Apple messes up again

It seems Apple is determined to make it super-easy for MacOS users to be casually hacked by passersby. We wrote recently of a MacOS High Sierra bug (or is it just pure negligence) which meant the OS shipped without a root password, meaning anyone could walk past your locked Mac laptop, casually log in and reformat your hard drive, amongst other nefarious things.

Apple rushes out a patch, with rush being the operative word. Not only did the patch break some file-sharing functions on High Sierra, causing Apple to re-issue another patch, but now it appears simply updating the OS undoes the patch, leaving users vulnerable again.

Wired reports that those who had not yet upgraded their operating system from the original version of High Sierra, 10.13.0, to the most recent version, 10.13.1, but had downloaded the patch, say the “root” bug reappears when they install the most recent macOS system update. This means users may believe they are protected but they are not.

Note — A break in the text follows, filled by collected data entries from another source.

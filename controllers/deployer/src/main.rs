//! Deployer
//!
//! Runs a container image on Kubernetes as a Deployment (plus a Service when
//! ports are exposed), waits for a running pod, streams its logs, and tears
//! the workload down again.

use anyhow::{Context, Result};
use clap::Parser;
use deployer::cli::{Cli, Command};
use deployer::{ExecutorConfig, KubernetesExecutor};
use tokio_util::sync::CancellationToken;
use tracing::{info, warn};
use tracing_subscriber::EnvFilter;

#[tokio::main]
async fn main() -> Result<()> {
    // Logs go to stderr; stdout carries the workload's log stream
    tracing_subscriber::fmt()
        .with_env_filter(EnvFilter::try_from_default_env().unwrap_or_else(|_| EnvFilter::new("info")))
        .with_writer(std::io::stderr)
        .init();

    if rustls::crypto::ring::default_provider().install_default().is_err() {
        warn!("A rustls crypto provider was already installed");
    }

    let cli = Cli::parse();

    let mut config = ExecutorConfig::from_env().context("Failed to load configuration")?;
    cli.cluster.apply(&mut config).context("Invalid command line configuration")?;

    info!("Configuration:");
    info!("  Namespace: {}", config.namespace);
    info!("  Poll interval: {:?}", config.poll_interval);
    info!(
        "  Ready timeout: {}",
        config
            .ready_timeout
            .map_or_else(|| "none".to_string(), |t| format!("{t:?}"))
    );

    let executor = KubernetesExecutor::connect(config)
        .await
        .context("Failed to connect to the Kubernetes cluster")?;

    match cli.command {
        Command::Run(args) => {
            let spec = args.runtime_spec()?;

            let cancel = CancellationToken::new();
            let on_interrupt = cancel.clone();
            tokio::spawn(async move {
                if tokio::signal::ctrl_c().await.is_ok() {
                    info!("Interrupted, stopping");
                    on_interrupt.cancel();
                }
            });

            let report = executor
                .run(&spec, &cancel)
                .await
                .with_context(|| format!("Failed to run {}", spec.name))?;
            info!("{} is running in pod {}", spec.name, report.pod);

            if args.follow {
                let mut stdout = tokio::io::stdout();
                tokio::select! {
                    result = executor.logs(&spec.name, &mut stdout) => {
                        result.with_context(|| format!("Failed to stream logs of {}", spec.name))?;
                    }
                    () = cancel.cancelled() => {}
                }
            }
        }
        Command::Logs { name } => {
            let mut stdout = tokio::io::stdout();
            executor
                .logs(&name, &mut stdout)
                .await
                .with_context(|| format!("Failed to stream logs of {name}"))?;
        }
        Command::Cancel { name } => {
            let report = executor
                .cancel(&name)
                .await
                .with_context(|| format!("Failed to tear down {name}"))?;
            if report.was_clean() {
                info!("Nothing to delete for {}", name);
            } else {
                info!("{} torn down", name);
            }
        }
    }

    Ok(())
}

Worse, if users do re-install the patch (or if it is eventually re-installed automatically) it is not activated until a reboot (which for laptop users may be weeks to months) and the app offers no prompt to ensure users do reboot after its application.

“It’s really serious, because everyone said ‘hey, Apple made a very fast update to this problem, hooray,'” says Volker Chartier, a software engineer at German energy firm Innogy who was the first to alert WIRED to the issue with Apple’s patch. “But as soon as you update [to 10.13.1], it comes back again and no one knows it.”

“I installed the update again from the App Store, and verified that I could still trigger the bug. That is bad, bad, bad,” says Thomas Reed, researcher at security firm MalwareBytes. “Anyone who hasn’t yet updated to 10.13.1, they’re now in the pipeline headed straight for this issue.”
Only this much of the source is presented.